# Forum About Russia Society  "register the intention to marry"

## devochka

In Russia, when you want to get married, do you have to formally register the intention to marry? I mean like in this wiki-article http://en.wikipedia.org/wiki/Ondertrouw. 
Thanks in advance!

----------


## Basil77

For civillian wedding it's from one up to two months:  http://www.all-wedding.ru/podacha-zayavleniya-3.html 
I don't know about church one, since i didn't have such an experience yet.  ::

----------


## devochka

Oh, so you do have to do that. I'm translating this document from French to Dutch (certificate from the Russian Embassy in Belgium) and it says that there's no "coutume d'affichage de mariage obligatoire". I asked a collegue to be sure and she also understands it as meaning there is no obligation to make your wedding plans public. 
Or maybe that's the difference. Here in Belgium wedding announcements are posted in city hall for everyone to see.
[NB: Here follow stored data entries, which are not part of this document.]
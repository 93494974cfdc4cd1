use std::fmt;
use crate::common::inference_device::InferenceDevice;
use crate::common::model_version::ModelVersion;

/// Default confidence the detector itself applies before results reach the adapter.
pub const DETECTOR_CONF_THRESHOLD: f32 = 0.25;
pub const DETECTOR_IOU_THRESHOLD: f32 = 0.7;
pub const DETECTOR_INPUT_SIZE: u32 = 640;

#[derive(Debug, Clone)]
pub struct ModelConfig {
    pub weights_path: String,
    pub ort_lib_path: String,
    pub inference_device: InferenceDevice,
    pub model_version: ModelVersion,
    pub conf_threshold: f32,
    pub iou_threshold: f32,
    pub width: u32,
    pub height: u32,
}

impl Default for ModelConfig {
    fn default() -> Self {
        Self {
            weights_path: String::new(),
            ort_lib_path: String::new(),
            inference_device: InferenceDevice::default(),
            model_version: ModelVersion::default(),
            conf_threshold: DETECTOR_CONF_THRESHOLD,
            iou_threshold: DETECTOR_IOU_THRESHOLD,
            width: DETECTOR_INPUT_SIZE,
            height: DETECTOR_INPUT_SIZE,
        }
    }
}

impl ModelConfig {
    pub fn new(weights_path: String, ort_lib_path: String,
               inference_device: InferenceDevice, model_version: ModelVersion) -> Self {
        Self {
            weights_path,
            ort_lib_path,
            inference_device,
            model_version,
            ..Default::default()
        }
    }

    pub fn set_device_type(&mut self, device_type: InferenceDevice) {
        self.inference_device = device_type;
    }

    pub fn get_threshold(&self) -> f32 {
        self.conf_threshold
    }
}

impl fmt::Display for ModelConfig {
    fn fmt(&self, f: &mut fmt::Formatter<'_>) -> fmt::Result {
        write!(f, "Weights File Path: {}\n\
        OnnxRuntime Lib Path: {}\n\
        Inference Device: {:?}\n\
        Model Version: {}\n\
        Model Input Resolution: {}x{}\n\
        Detection Threshold: {}\n\
        IoU Threshold: {}",
               self.weights_path, self.ort_lib_path,
               self.inference_device, self.model_version.name(),
               self.width, self.height, self.conf_threshold, self.iou_threshold)
    }
}
use std::fs::File;
use std::io::{BufWriter, Write};
use std::path::{Path, PathBuf};
use anyhow::Context;
use image::RgbImage;
use crate::common::AnnotationInstruction;
use crate::data::FsAccess;

/// User actions observed by a display between frames.
#[derive(Debug, Clone, Copy, PartialEq, Eq)]
pub enum UserInput {
    ResetCalibration,
    Quit,
}

/// Shows annotated frames and reports user input.
pub trait DisplaySink {
    fn show(&mut self, frame_index: u64, annotated: &RgbImage, instructions: &[AnnotationInstruction]) -> anyhow::Result<()>;

    /// Inputs received since the last poll, in arrival order.
    fn poll_input(&mut self) -> anyhow::Result<Vec<UserInput>>;
}

impl<S: DisplaySink + ?Sized> DisplaySink for Box<S> {
    fn show(&mut self, frame_index: u64, annotated: &RgbImage, instructions: &[AnnotationInstruction]) -> anyhow::Result<()> {
        (**self).show(frame_index, annotated, instructions)
    }

    fn poll_input(&mut self) -> anyhow::Result<Vec<UserInput>> {
        (**self).poll_input()
    }
}

/// Writes annotated frames as `frame_NNNNNN.png`, with optional JSON instruction sidecars.
#[derive(Debug)]
pub struct ImageDirSink {
    dir: PathBuf,
    write_json: bool,
    written: u64,
}

impl ImageDirSink {
    pub fn new(dir: &Path, write_json: bool) -> anyhow::Result<Self> {
        FsAccess::create_directory(dir)?;
        log::info!("Writing annotated frames to {}", dir.display());
        Ok(Self {
            dir: dir.to_path_buf(),
            write_json,
            written: 0,
        })
    }

    pub fn dir(&self) -> &Path {
        &self.dir
    }

    pub fn written(&self) -> u64 {
        self.written
    }

    pub fn frame_path(&self, frame_index: u64, extension: &str) -> PathBuf {
        self.dir.join(format!("frame_{:06}.{}", frame_index, extension))
    }
}

impl DisplaySink for ImageDirSink {
    fn show(&mut self, frame_index: u64, annotated: &RgbImage, instructions: &[AnnotationInstruction]) -> anyhow::Result<()> {
        let image_path = self.frame_path(frame_index, "png");
        annotated
            .save(&image_path)
            .with_context(|| format!("Failed to write {}", image_path.display()))?;

        if self.write_json {
            let json_path = self.frame_path(frame_index, "json");
            let mut writer = BufWriter::new(File::create(&json_path)?);
            serde_json::to_writer_pretty(&mut writer, instructions)?;
            writer
                .flush()
                .with_context(|| format!("Failed to write {}", json_path.display()))?;
        }

        self.written += 1;
        Ok(())
    }

    fn poll_input(&mut self) -> anyhow::Result<Vec<UserInput>> {
        Ok(Vec::new())
    }
}

#[cfg(feature = "camera")]
pub use highgui::HighGuiDisplay;

#[cfg(feature = "camera")]
mod highgui {
    use crossbeam_channel::{Receiver, Sender};
    use image::RgbImage;
    use opencv::{core, highgui, imgproc, prelude::*};
    use crate::common::AnnotationInstruction;
    use super::{DisplaySink, UserInput};

    const QUIT_KEY: i32 = 'q' as i32;

    /// An OpenCV window. A left click anywhere in it requests a calibration reset and `q` quits.
    pub struct HighGuiDisplay {
        title: String,
        clicks: Receiver<UserInput>,
    }

    impl HighGuiDisplay {
        pub fn new(title: &str) -> anyhow::Result<Self> {
            highgui::named_window(title, highgui::WINDOW_AUTOSIZE)?;

            // The callback runs inside the GUI backend; it only forwards a message
            let (tx, rx): (Sender<UserInput>, Receiver<UserInput>) = crossbeam_channel::unbounded();
            highgui::set_mouse_callback(title, Some(Box::new(move |event, _x, _y, _flags| {
                if event == highgui::EVENT_LBUTTONDOWN {
                    let _ = tx.send(UserInput::ResetCalibration);
                }
            })))?;

            Ok(Self {
                title: title.to_string(),
                clicks: rx,
            })
        }
    }

    impl DisplaySink for HighGuiDisplay {
        fn show(&mut self, _frame_index: u64, annotated: &RgbImage, _instructions: &[AnnotationInstruction]) -> anyhow::Result<()> {
            let (w, h) = annotated.dimensions();
            let mut rgb = Mat::new_rows_cols_with_default(h as i32, w as i32, core::CV_8UC3, core::Scalar::all(0.))?;
            rgb.data_bytes_mut()?.copy_from_slice(annotated.as_raw());

            let mut bgr = Mat::default();
            imgproc::cvt_color(&rgb, &mut bgr, imgproc::COLOR_RGB2BGR, 0)?;
            highgui::imshow(&self.title, &bgr)?;
            Ok(())
        }

        fn poll_input(&mut self) -> anyhow::Result<Vec<UserInput>> {
            let key = highgui::wait_key(1)?;

            let mut inputs: Vec<UserInput> = self.clicks.try_iter().collect();
            if key >= 0 && (key & 0xFF) == QUIT_KEY {
                inputs.push(UserInput::Quit);
            }
            Ok(inputs)
        }
    }

    impl Drop for HighGuiDisplay {
        fn drop(&mut self) {
            if let Err(e) = highgui::destroy_window(&self.title) {
                log::warn!("Failed to close window {}: {e}", self.title);
            }
        }
    }
}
Maybe that's not the case in Russia?

----------


## Basil77

> Here in Belgium wedding announcements are posted in city hall for everyone to see. Maybe that's not the case in Russia?

 As far as I know there aren't any public announcments about ordinary people's weddings (I don't count celebreties). In Russia it's up to a couple who get married to announce about their wedding. Usually it's performed by invitaion postcards wich are being sent to the ceremony's guests.

----------